Departing, Lightly

Contributor

Transient Nostalgia

Volume 8, Issue 01
September 23, 2022

I vividly remember gazing out the window during our drive home from Sunday dinners, with rows of incandescent amber hues that spruced empty streets with rhythmic intervals of strange silhouettes. Beneath the fragmented reflections of the rear window was a peculiar longing to understand every being’s rite of passage – the unraveling of one’s life. I mean, I was clearly too young to be acutely aware of the intensity of this statement; and being only approximately 365 weeks old gave me a considerable 3423 weeks left to live (based on the average lifespan). Indeed, despite knowing that life was before me at my doorstep ready to begin for me, many others that I hold dear began to end. In the momentary darkness of the 45-minute drive home there would usually ensue a tearful whimper, and a puzzled mother and father left with much confusion, but I suppose I’ve never been too good at conveying the cosmic nature of emotion.

How long will this moment last – where I am with them, and them with me?
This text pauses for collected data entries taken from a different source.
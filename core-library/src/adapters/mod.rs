//! Database adapter implementations
//!
//! Concrete implementations of the `DatabaseAdapter` trait. Mobile hosts
//! inject their own adapter through the bridge instead.

pub mod sqlite_native;

pub use sqlite_native::SqliteAdapter;
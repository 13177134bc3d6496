use thiserror::Error;

#[derive(Error, Debug)]
pub enum Error {
    /// Invalid or inconsistent configuration value.
    #[error("Configuration error: {0}")]
    Config(String),

    /// A host bridge required by the requested features was not provided.
    #[error("Capability missing: {capability} - {message}")]
    CapabilityMissing { capability: String, message: String },
}

pub type Result<T> = std::result::Result<T, Error>;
My father used to talk of his days after college when he left on a one-way ticket to Australia with less than a thousand dollars to his name, telling tales of the frolicsome adventures that sprung forth from youthful exuberance. Growing up he became an evermore alluring prospect and eventually a symbol of liberation, an identity amassed from the predispositions of my parents. The possibility of rooting myself in a romanticized ideal of marriage, incentivized by the state through housing grants and baby bonuses schemes, felt more like a deceptive attempt to ensnare my life in a conventional hold day by day. But of course, ambiguity plagues every decision that we make, and no one has the unequivocal right answer. Recently, I’ve come across an article about how we should be comfortable with mediocrity in our lives, and that we don’t need to strive to be the next savior of the world. The pursuit of absences and the lack thereof in our lives could become an endless chasing of the wind, a race of endless circles. Losing track of time through an insatiable longing is a possible reality – but is it wrong to chase? Am I filling time because I have no prescription for how life should be lived? I’m afraid that away from the busyness with which I occupy myself, if left alone with my own thoughts I might find that I have none. So who dares to inhabit the immeasurable chasm between the understanding of the self and his unraveling, and an antiquated identity sculpted from home as a child?

Well… here we are 939 weeks later (or 18 years), and I’m still in an interminable race to contain the ampule of the hourglass collapsing on me - on all of us. Leaving Singapore was difficult – not so much because I may have made a mistake by departing, but because I may not see you, mom and dad, the same way ever again. Time gained elsewhere are birthdays, baby dedications, and weddings lost there; my affinity to home is waning, and I’m not sure if you will remember me as I was when I left, that little boy on Sunday evenings. The impermanent moments lived have become memories hard to recall, with the shriveling of your hands and feet the only things on my mind. Perhaps the only thing that can hold up the sand is our home – and the feelings of 25 years lived; tethered by weeping nights in the living room over the loss of our silky terrier, 102 degree Fahrenheit fevers with nauseating medicine forcibly fed to me in the dining room, or the night when we witnessed the thrashing of Brazil by Germany in the World Cup over peppery chicken nuggets. Space has become a repository of preludes, prologues, and intermissions (with an inevitable epilogue) that holds the constellations of light and dark – with a hope that I will always see you the way that I did on Sunday evenings as an adolescent.

How do we carry this unbearable lightness?

“Open closed open.
Before we are born, everything is open in the universe without us.
For as long as we live, everything is closed within us.
And when we die, everything is open again.
Open closed open. That’s all we are.”